Check every line below for the word "settleboard" and copy the ones that have it.

═══ Source material

//! End-to-end declare flow tests.
//!
//! Drives the orchestrator and lifecycle controller against the in-memory
//! mock settlement service, covering the full enter → preview → confirm →
//! commit path and every rejection branch.

#[cfg(test)]
mod tests {
    use std::sync::Arc;

    use secrecy::SecretString;

    use settleboard::declare::{DeclarationOrchestrator, DraftState, MarketLifecycle};
    use settleboard::settlement::SettlementService;
    use settleboard::types::{DeclareError, DeclarePhase, MarketState, Preview};

    use crate::mock_settlement::MockSettlement;

    fn impact_preview() -> Preview {
        Preview {
            total_bet_amount: 5000,
            total_bet_amount_on_patti: 1000,
            total_win_amount_on_patti: 1200,
            no_of_players: 42,
            total_players_bet_on_patti: 7,
            profit: 3800,
            ..Preview::zero()
        }
    }

    #[tokio::test]
    async fn test_open_declare_happy_path() {
        let mock = Arc::new(MockSettlement::new());
        mock.set_preview("156", impact_preview());

        let market = mock.fetch_market("KALYAN-DAY").await.unwrap();
        let mut orc = DeclarationOrchestrator::new(
            Arc::clone(&mock) as Arc<dyn SettlementService>,
            false,
        );
        orc.open_draft(market, DeclarePhase::Open);

        orc.set_digits("156");
        orc.check().await.unwrap();
        let preview = orc.preview().unwrap();
        assert_eq!(preview.total_bet_amount, 5000);
        assert_eq!(preview.total_win_amount_on_patti, 1200);
        assert_eq!(preview.profit, 3800);

        let outcome = orc.confirm().await.unwrap().unwrap();
        assert_eq!(outcome.market_name, "Kalyan Day");
        assert_eq!(outcome.digits, "156");

        // Committed both client- and server-side
        assert_eq!(
            orc.market().unwrap().opening_number.as_deref(),
            Some("156")
        );
        let server = mock.market("KALYAN-DAY").unwrap();
        assert_eq!(server.opening_number.as_deref(), Some("156"));
        assert!(server.closing_number.is_none());
        assert_eq!(mock.declare_calls(), 1);
    }

    #[tokio::test]
    async fn test_close_declare_happy_path() {
        let mock = Arc::new(MockSettlement::new());
        mock.set_preview("668", impact_preview());

        let market = mock.fetch_market("MILAN-NIGHT").await.unwrap();
        let mut orc = DeclarationOrchestrator::new(
            Arc::clone(&mock) as Arc<dyn SettlementService>,
            false,
        );
        orc.open_draft(market, DeclarePhase::Close);
        orc.set_digits("668");
        orc.check().await.unwrap();
        orc.confirm().await.unwrap().unwrap();

        let server = mock.market("MILAN-NIGHT").unwrap();
        assert_eq!(server.closing_number.as_deref(), Some("668"));
        assert_eq!(MarketLifecycle::state(&server), MarketState::Closed);
    }

    #[tokio::test]
    async fn test_declare_open_on_closed_market_makes_no_calls() {
        let mock = Arc::new(MockSettlement::new());
        let lifecycle = MarketLifecycle::new(Arc::clone(&mock) as Arc<dyn SettlementService>);

        // RAJDHANI-DAY already carries both numbers
        let mut market = mock.fetch_market("RAJDHANI-DAY").await.unwrap();
        let preview_calls_before = mock.preview_calls();

        let err = lifecycle
            .declare_open(&mut market, "156", &SecretString::new(String::new()))
            .await
            .unwrap_err();
        assert!(matches!(err, DeclareError::AlreadyClosed(_)));
        assert!(err.is_local());
        assert_eq!(mock.declare_calls(), 0);
        assert_eq!(mock.preview_calls(), preview_calls_before);
    }

    #[tokio::test]
    async fn test_empty_secret_makes_no_calls() {
        let mock = Arc::new(MockSettlement::new().with_secret("s3cret"));
        mock.set_preview("156", impact_preview());

        let market = mock.fetch_market("KALYAN-DAY").await.unwrap();
        let mut orc = DeclarationOrchestrator::new(
            Arc::clone(&mock) as Arc<dyn SettlementService>,
            true,
        );
        orc.open_draft(market, DeclarePhase::Open);
        orc.set_digits("156");
        orc.check().await.unwrap();

        assert!(orc.confirm().await.unwrap().is_none());
        let err = orc.submit_secret().await.unwrap_err();
        assert!(matches!(err, DeclareError::EmptySecret));
        assert!(orc.gate().challenge_open());
        assert_eq!(mock.declare_calls(), 0);
    }

    #[tokio::test]
    async fn test_wrong_secret_then_correction() {
        let mock = Arc::new(MockSettlement::new().with_secret("s3cret"));
        mock.set_preview("156", impact_preview());

        let market = mock.fetch_market("KALYAN-DAY").await.unwrap();
        let mut orc = DeclarationOrchestrator::new(
            Arc::clone(&mock) as Arc<dyn SettlementService>,
            true,
        );
        orc.open_draft(market, DeclarePhase::Open);
        orc.set_digits("156");
        orc.check().await.unwrap();
        orc.confirm().await.unwrap();

        orc.set_secret_input("wrong");
        let err = orc.submit_secret().await.unwrap_err();
        assert!(matches!(err, DeclareError::InvalidSecret));
        // Dialog still open, typed password preserved
        assert!(orc.gate().challenge_open());
        assert_eq!(orc.gate().challenge_input(), Some("wrong"));

        orc.set_secret_input("s3cret");
        let outcome = orc.submit_secret().await.unwrap();
        assert_eq!(outcome.digits, "156");
        assert_eq!(mock.declare_calls(), 2);
        let server = mock.market("KALYAN-DAY").unwrap();
        assert_eq!(server.opening_number.as_deref(), Some("156"));
    }

    #[tokio::test]
    async fn test_clear_then_redeclare_matches_fresh_declare() {
        let mock = Arc::new(MockSettlement::new());
        let lifecycle = MarketLifecycle::new(Arc::clone(&mock) as Arc<dyn SettlementService>);
        let secret = SecretString::new(String::new());

        // Fresh declare on a never-declared market
        let mut fresh = mock.fetch_market("KALYAN-DAY").await.unwrap();
        let fresh_state = lifecycle
            .declare_open(&mut fresh, "377", &secret)
            .await
            .unwrap();

        // Clear + redeclare the same digits on an already-declared market
        let mut cleared = mock.fetch_market("MILAN-NIGHT").await.unwrap();
        lifecycle.clear_result(&mut cleared, true).await.unwrap();
        assert_eq!(MarketLifecycle::state(&cleared), MarketState::Open);
        let redeclared_state = lifecycle
            .declare_open(&mut cleared, "377", &secret)
            .await
            .unwrap();

        assert_eq!(fresh_state, redeclared_state);
        assert_eq!(redeclared_state, MarketState::OpeningDeclared);
        assert_eq!(cleared.opening_number.as_deref(), Some("377"));
        assert!(cleared.closing_number.is_none());
    }

    #[tokio::test]
    async fn test_startline_declare_closes_market() {
        let mock = Arc::new(MockSettlement::new());
        mock.set_preview("890", impact_preview());

        let market = mock.fetch_market("STARLINE-10AM").await.unwrap();
        let mut orc = DeclarationOrchestrator::new(
            Arc::clone(&mock) as Arc<dyn SettlementService>,
            false,
        );
        orc.open_draft(market, DeclarePhase::Open);
        orc.set_digits("890");
        orc.check().await.unwrap();
        orc.confirm().await.unwrap().unwrap();

        // Single-phase format: the opening declare closes the market
        let server = mock.market("STARLINE-10AM").unwrap();
        assert_eq!(MarketLifecycle::state(&server), MarketState::Closed);
    }

    #[tokio::test]
    async fn test_session_expiry_during_check_aborts() {
        let mock = Arc::new(MockSettlement::new());
        let market = mock.fetch_market("KALYAN-DAY").await.unwrap();
        let mut orc = DeclarationOrchestrator::new(
            Arc::clone(&mock) as Arc<dyn SettlementService>,
            false,
        );
        orc.open_draft(market, DeclarePhase::Open);
        orc.set_digits("156");

        mock.set_session_expired();
        let err = orc.check().await.unwrap_err();
        assert!(matches!(err, DeclareError::SessionExpired));
        assert_eq!(orc.state(), DraftState::Editing);
    }

    #[tokio::test]
    async fn test_transport_failure_then_recovery() {
        let mock = Arc::new(MockSettlement::new());
        mock.set_preview("156", impact_preview());

        let market = mock.fetch_market("KALYAN-DAY").await.unwrap();
        let mut orc = DeclarationOrchestrator::new(
            Arc::clone(&mock) as Arc<dyn SettlementService>,
            false,
        );
        orc.open_draft(market, DeclarePhase::Open);
        orc.set_digits("156");

        // Failed preview shows zero impact, not an error state
        mock.set_error("simulated outage");
        orc.check().await.unwrap();
        assert_eq!(orc.state(), DraftState::Previewed);
        assert_eq!(orc.preview(), Some(&Preview::zero()));

        // Manual re-check after the outage picks up the real numbers
        mock.clear_error();
        orc.set_digits("");
        orc.set_digits("156");
        orc.check().await.unwrap();
        assert_eq!(orc.preview().unwrap().total_bet_amount, 5000);

        let outcome = orc.confirm().await.unwrap().unwrap();
        assert_eq!(outcome.digits, "156");
    }

    #[tokio::test]
    async fn test_commit_rejection_rolls_back_to_previewed() {
        let mock = Arc::new(MockSettlement::new());
        mock.set_preview("156", impact_preview());

        let market = mock.fetch_market("KALYAN-DAY").await.unwrap();
        let mut orc = DeclarationOrchestrator::new(
            Arc::clone(&mock) as Arc<dyn SettlementService>,
            false,
        );
        orc.open_draft(market, DeclarePhase::Open);
        orc.set_digits("156");
        orc.check().await.unwrap();

        mock.set_error("gateway timeout");
        let err = orc.confirm().await.unwrap_err();
        assert!(matches!(err, DeclareError::Transport(_)));
        assert_eq!(orc.state(), DraftState::Previewed);
        assert!(orc.last_error().is_some());
        assert!(orc.preview().is_some());
        // Server-side market untouched
        assert!(mock.market("KALYAN-DAY").unwrap().opening_number.is_none());

        // Manual retry succeeds
        mock.clear_error();
        let outcome = orc.confirm().await.unwrap().unwrap();
        assert_eq!(outcome.digits, "156");
    }

    #[tokio::test]
    async fn test_startline_has_no_close_phase() {
        let mock = Arc::new(MockSettlement::new());
        let lifecycle = MarketLifecycle::new(Arc::clone(&mock) as Arc<dyn SettlementService>);

        let mut market = mock.fetch_market("STARLINE-10AM").await.unwrap();
        let err = lifecycle
            .declare_close(&mut market, "482", &SecretString::new(String::new()))
            .await
            .unwrap_err();
        assert!(matches!(err, DeclareError::NoClosingPhase(_)));
        assert_eq!(mock.declare_calls(), 0);
    }
}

══════

### Answer
    use settleboard::declare::{DeclarationOrchestrator, DraftState, MarketLifecycle};
    use settleboard::settlement::SettlementService;
    use settleboard::types::{DeclareError, DeclarePhase, MarketState, Preview};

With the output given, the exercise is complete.